20.04.2022 | aktual.: 20.04.2022 13:36
Zalogowani mogą więcej
Możesz zapisać ten artykuł na później. Znajdziesz go potem na swoim koncie użytkownika
- Ukraińcy są przymusowo deportowani do regionów Rosji, które zmagają się z trudnościami ekonomicznymi — przede wszystkim na daleką północ i wyspę Sachalin. Nasi obywatele otrzymują dokumenty zabraniające opuszczania tych miejsc w ciągu najbliższych dwóch lat. (...) Podobne praktyki stosowały kiedyś nazistowskie Niemcy - podkreślił Kysłycia.
Zebranie ONZ miało miejsce w Nowym Jorku w nocy z wtorku na środę, 20 kwietnia. W ocenie ambasadora osoby wyznaczone do "deportacji" są wcześniej przetrzymywane przez rosyjskie wojska w tzw. obozach filtracyjnych.
- Około 20 tys. Ukraińców znajduje się w obozach położonych na linii Manhusz-Nikolske-Jałta (na zachód od Mariupola - przyp red.), natomiast około 5-7 tys. przebywa w miejscowości Bezimenne (na terytorium samozwańczej Donieckiej Republiki Ludowej (red.) - poinformował dyplomata.
"Rosjanie wspinają się na nowe wyżyny okrucieństwa"
Kysłycia odniósł się również do tragicznej sytuacji w oblężonym przez rosyjskie wojska Mariupolu. - Zawsze sądzimy, że już zdołaliśmy przyzwyczaić się do haniebnych metod najeźdźcy, ale każda najświeższa wiadomość z Mariupola i wielu innych miejsc udowadnia, że Rosjanie są w stanie wspiąć się na nowe wyżyny okrucieństwa - ocenił ambasador.

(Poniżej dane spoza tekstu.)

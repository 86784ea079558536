// In: src/config.rs

//! Configuration for the intcodec kernels.
//!
//! `CodecConfig` is created once at the application boundary (typically from a
//! JSON document) and passed by reference to the calls that accept it. Every field
//! has a default, so an empty JSON object is a valid configuration.

use std::path::PathBuf;

use serde::{Deserialize, Serialize};

/// Default cap on elements reserved up front when decoding a compact sequence.
pub const DEFAULT_PREALLOCATE_LIMIT: usize = 4096;

/// Tuning knobs for decoding and logging.
#[derive(Serialize, Deserialize, Debug, Clone, PartialEq, Eq)]
pub struct CodecConfig {
    /// Upper bound on the number of elements reserved before a compact sequence
    /// is decoded. The element count on the wire is untrusted, so the output
    /// vector is grown by at most this much ahead of the actual data.
    #[serde(default = "default_preallocate_limit")]
    pub preallocate_limit: usize,

    /// Level name (`"error"`, `"warn"`, `"info"`, `"debug"`, `"trace"`, `"off"`)
    /// used by `init_logging_from`.
    #[serde(default)]
    pub log_level: Option<String>,

    /// If set, log output is appended to this file instead of stderr.
    #[serde(default)]
    pub log_file: Option<PathBuf>,
}

impl Default for CodecConfig {
    fn default() -> Self {
        Self {
            preallocate_limit: default_preallocate_limit(),
            log_level: None,
            log_file: None,
        }
    }
}

impl CodecConfig {
    /// Parses a configuration from JSON. Missing fields take their defaults.
    pub fn from_json(json: &str) -> serde_json::Result<Self> {
        serde_json::from_str(json)
    }

    /// Serialises the configuration to pretty-printed JSON.
    pub fn to_json(&self) -> serde_json::Result<String> {
        serde_json::to_string_pretty(self)
    }
}

/// Helper for `serde` to provide a default for `preallocate_limit`.
fn default_preallocate_limit() -> usize {
    DEFAULT_PREALLOCATE_LIMIT
}

#[cfg(test)]
mod tests {
    use super::*;

    #[test]
    fn test_empty_json_is_default() {
        let config = CodecConfig::from_json("{}").unwrap();
        assert_eq!(config, CodecConfig::default());
        assert_eq!(config.preallocate_limit, DEFAULT_PREALLOCATE_LIMIT);
    }

    #[test]
    fn test_json_overrides() {
        let config = CodecConfig::from_json(
            r#"{ "preallocate_limit": 16, "log_level": "debug", "log_file": "/tmp/intcodec.log" }"#,
        )
        .unwrap();
        assert_eq!(config.preallocate_limit, 16);
        assert_eq!(config.log_level.as_deref(), Some("debug"));
        assert_eq!(config.log_file, Some(PathBuf::from("/tmp/intcodec.log")));

        let again = CodecConfig::from_json(&config.to_json().unwrap()).unwrap();
        assert_eq!(again, config);
    }

    #[test]
    fn test_bad_json_is_rejected() {
        assert!(CodecConfig::from_json(r#"{ "preallocate_limit": "lots" }"#).is_err());
    }
}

Podobne dane na temat tzw. obozów filtracyjnych przekazała we wtorek ambasada Stanów Zjednoczonych w Kijowie. "Podręcznik prezydenta Rosji Władimira Putina nie zmienia się. W obozach filtracyjnych w Czeczenii Rosja też biła, torturowała i zabijała cywilów" - podkreślono w komunikacie amerykańskiej placówki na Facebooku.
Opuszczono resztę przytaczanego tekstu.